╭─ Data extracts
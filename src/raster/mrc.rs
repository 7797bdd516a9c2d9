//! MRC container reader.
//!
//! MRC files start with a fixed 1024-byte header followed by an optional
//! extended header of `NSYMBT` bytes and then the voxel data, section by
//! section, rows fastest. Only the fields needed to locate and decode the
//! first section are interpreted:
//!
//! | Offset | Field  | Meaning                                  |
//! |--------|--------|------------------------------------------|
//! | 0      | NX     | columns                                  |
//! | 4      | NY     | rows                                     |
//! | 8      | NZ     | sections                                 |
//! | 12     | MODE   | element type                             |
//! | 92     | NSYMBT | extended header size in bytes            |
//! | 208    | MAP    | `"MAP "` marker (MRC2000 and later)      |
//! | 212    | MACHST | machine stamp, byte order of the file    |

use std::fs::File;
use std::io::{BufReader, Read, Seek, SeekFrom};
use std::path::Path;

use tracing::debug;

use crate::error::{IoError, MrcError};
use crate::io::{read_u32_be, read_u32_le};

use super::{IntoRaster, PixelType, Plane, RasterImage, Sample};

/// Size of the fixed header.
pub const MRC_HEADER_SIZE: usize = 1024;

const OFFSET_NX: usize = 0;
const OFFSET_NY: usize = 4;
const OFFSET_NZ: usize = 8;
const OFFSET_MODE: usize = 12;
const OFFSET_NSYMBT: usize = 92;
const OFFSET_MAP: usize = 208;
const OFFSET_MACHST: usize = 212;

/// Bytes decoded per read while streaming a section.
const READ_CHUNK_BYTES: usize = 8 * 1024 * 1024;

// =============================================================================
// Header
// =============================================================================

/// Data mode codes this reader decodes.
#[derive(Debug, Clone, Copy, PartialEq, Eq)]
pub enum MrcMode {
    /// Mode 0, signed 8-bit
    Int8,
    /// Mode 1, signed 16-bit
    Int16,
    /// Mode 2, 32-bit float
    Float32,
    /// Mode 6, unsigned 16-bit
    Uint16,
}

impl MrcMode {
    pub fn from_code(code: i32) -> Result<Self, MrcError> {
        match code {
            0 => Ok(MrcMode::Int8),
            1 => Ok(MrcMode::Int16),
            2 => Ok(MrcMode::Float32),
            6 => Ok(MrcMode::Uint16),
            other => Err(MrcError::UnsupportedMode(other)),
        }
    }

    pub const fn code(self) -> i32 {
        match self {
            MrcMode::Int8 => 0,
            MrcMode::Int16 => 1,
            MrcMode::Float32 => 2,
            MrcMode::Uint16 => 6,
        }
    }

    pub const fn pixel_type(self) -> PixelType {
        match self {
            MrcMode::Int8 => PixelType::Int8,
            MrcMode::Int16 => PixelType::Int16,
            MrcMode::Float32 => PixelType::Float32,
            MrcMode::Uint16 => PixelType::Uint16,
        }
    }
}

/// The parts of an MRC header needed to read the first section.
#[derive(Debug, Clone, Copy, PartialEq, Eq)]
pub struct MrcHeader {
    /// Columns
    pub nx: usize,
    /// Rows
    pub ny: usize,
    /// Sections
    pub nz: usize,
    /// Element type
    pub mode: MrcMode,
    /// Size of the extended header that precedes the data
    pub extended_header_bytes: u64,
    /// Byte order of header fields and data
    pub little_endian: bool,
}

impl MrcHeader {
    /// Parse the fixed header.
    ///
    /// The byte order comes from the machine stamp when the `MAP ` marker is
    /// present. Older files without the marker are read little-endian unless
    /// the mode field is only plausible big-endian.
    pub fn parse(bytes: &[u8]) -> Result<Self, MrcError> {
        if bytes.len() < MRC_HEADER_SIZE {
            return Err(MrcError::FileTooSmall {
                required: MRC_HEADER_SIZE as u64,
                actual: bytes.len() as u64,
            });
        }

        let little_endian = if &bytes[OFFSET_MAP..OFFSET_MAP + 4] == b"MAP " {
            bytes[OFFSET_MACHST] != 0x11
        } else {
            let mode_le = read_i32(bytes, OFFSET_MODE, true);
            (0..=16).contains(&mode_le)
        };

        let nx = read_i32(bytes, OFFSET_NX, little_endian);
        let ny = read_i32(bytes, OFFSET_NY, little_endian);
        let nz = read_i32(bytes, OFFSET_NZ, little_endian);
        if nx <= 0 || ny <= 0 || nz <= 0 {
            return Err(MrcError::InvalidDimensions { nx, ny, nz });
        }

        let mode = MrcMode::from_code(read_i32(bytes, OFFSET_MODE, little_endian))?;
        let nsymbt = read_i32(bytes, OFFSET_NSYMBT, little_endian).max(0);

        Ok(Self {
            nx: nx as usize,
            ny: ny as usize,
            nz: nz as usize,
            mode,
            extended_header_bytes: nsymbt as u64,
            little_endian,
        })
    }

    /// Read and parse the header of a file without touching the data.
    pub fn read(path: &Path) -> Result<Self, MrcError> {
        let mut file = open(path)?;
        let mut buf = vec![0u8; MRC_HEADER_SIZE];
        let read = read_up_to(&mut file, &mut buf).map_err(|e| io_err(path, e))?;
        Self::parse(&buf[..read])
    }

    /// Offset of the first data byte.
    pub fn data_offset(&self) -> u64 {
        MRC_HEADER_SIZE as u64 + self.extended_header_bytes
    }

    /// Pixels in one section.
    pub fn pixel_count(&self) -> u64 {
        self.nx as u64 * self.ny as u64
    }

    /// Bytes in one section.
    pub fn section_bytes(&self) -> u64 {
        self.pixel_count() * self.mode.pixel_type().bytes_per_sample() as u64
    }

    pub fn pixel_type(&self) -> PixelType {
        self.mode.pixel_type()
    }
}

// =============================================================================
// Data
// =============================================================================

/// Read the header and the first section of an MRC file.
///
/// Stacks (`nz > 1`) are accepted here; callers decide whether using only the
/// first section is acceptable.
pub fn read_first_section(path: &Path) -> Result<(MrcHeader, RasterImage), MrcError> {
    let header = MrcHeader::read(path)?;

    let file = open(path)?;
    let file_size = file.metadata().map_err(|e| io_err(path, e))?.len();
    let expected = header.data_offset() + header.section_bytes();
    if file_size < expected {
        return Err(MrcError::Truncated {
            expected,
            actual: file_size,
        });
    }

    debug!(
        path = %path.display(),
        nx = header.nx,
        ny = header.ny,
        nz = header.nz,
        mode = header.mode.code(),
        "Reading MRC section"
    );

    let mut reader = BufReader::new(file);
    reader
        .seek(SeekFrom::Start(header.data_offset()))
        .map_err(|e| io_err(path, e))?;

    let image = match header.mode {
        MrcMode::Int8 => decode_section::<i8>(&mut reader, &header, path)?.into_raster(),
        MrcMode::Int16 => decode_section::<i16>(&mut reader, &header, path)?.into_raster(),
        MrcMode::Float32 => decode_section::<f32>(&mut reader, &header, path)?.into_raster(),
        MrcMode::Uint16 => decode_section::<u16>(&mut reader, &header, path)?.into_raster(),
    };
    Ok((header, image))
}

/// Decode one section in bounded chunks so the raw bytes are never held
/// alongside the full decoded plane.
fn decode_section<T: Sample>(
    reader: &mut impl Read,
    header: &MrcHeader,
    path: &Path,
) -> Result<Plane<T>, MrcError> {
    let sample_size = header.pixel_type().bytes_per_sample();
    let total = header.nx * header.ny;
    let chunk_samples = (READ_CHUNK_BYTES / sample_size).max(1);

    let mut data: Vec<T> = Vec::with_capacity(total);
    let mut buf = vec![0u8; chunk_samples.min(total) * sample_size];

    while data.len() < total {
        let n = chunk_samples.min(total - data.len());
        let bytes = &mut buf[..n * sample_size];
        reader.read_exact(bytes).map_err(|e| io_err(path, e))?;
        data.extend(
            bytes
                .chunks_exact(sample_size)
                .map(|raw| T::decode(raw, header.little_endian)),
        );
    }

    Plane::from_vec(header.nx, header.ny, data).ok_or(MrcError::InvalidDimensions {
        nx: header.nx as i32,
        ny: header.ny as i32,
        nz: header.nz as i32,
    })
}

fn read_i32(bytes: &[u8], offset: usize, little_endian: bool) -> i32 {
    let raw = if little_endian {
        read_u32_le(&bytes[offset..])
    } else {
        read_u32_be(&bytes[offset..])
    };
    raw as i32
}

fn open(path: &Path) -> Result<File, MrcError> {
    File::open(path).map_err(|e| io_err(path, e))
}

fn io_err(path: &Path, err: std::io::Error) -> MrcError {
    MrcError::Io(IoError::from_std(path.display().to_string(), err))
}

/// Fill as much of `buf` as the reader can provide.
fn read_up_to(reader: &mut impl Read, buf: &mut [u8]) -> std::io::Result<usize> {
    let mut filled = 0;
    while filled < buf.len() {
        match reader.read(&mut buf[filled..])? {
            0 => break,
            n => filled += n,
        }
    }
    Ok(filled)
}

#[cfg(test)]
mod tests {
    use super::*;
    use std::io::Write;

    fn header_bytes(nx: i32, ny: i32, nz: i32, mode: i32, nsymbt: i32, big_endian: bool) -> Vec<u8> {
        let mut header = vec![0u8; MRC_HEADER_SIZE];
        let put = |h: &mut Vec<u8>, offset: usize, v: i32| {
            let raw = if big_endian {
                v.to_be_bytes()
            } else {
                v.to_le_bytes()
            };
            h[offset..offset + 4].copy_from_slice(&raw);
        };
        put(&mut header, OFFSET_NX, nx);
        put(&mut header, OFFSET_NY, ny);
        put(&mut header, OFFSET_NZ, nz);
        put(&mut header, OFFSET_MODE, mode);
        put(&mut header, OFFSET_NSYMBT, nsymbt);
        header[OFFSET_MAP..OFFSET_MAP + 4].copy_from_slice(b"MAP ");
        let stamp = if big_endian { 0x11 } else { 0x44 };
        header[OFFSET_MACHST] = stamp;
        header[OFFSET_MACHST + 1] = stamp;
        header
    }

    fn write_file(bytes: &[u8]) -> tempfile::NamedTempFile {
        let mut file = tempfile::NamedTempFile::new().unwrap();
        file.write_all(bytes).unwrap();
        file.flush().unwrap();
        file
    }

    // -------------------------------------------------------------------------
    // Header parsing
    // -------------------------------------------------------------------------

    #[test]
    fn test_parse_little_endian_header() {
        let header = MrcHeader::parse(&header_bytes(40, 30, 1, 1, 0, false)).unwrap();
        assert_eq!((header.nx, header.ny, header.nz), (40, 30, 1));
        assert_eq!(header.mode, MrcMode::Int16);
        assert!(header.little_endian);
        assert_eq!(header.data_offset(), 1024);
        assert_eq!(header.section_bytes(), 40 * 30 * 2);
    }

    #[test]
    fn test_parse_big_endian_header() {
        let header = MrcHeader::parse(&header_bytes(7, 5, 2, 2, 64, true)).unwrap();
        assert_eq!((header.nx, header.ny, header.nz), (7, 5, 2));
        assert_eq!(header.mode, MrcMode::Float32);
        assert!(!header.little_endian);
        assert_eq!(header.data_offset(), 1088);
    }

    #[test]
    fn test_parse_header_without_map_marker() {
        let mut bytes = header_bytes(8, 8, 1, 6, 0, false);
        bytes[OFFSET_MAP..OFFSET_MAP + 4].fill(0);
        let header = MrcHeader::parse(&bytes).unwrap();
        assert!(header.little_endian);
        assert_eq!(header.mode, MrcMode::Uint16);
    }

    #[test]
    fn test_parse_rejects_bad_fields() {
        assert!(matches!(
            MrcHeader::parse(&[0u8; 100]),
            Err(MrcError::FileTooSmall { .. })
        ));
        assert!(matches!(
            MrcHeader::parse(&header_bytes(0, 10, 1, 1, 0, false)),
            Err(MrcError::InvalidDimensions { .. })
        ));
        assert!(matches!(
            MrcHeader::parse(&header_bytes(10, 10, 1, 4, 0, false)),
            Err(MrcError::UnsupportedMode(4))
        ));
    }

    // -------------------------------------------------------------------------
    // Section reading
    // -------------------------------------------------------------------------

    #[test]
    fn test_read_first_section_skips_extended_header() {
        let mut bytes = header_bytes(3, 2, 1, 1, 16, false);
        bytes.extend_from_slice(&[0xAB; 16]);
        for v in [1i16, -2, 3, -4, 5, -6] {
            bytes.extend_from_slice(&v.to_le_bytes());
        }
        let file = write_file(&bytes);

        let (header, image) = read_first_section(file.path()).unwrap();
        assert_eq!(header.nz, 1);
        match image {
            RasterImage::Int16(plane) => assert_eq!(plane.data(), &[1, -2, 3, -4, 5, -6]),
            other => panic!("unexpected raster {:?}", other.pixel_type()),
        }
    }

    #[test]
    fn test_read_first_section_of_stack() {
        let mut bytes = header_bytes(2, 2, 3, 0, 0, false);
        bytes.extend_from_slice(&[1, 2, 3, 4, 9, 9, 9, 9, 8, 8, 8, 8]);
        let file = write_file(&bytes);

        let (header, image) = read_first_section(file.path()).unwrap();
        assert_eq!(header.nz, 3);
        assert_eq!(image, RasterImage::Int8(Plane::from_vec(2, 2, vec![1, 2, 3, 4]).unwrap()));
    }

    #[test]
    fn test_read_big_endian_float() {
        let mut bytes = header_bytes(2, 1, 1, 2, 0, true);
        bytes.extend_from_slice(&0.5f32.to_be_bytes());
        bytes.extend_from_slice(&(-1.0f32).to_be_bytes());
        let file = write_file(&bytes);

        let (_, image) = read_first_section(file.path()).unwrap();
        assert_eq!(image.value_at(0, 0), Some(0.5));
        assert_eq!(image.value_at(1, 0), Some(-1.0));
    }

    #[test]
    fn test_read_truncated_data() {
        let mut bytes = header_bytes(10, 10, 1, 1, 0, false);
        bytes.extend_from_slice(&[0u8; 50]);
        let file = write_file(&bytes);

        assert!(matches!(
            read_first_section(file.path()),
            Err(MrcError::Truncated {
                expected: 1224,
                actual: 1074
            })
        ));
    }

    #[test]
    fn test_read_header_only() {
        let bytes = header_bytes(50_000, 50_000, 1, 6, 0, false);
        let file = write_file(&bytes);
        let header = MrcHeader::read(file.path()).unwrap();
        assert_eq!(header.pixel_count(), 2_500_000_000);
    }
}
╰─
Which of the lines above carry the string "other"? Pick them out and copy them.

Response below ::
            other => Err(MrcError::UnsupportedMode(other)),
            other => panic!("unexpected raster {:?}", other.pixel_type()),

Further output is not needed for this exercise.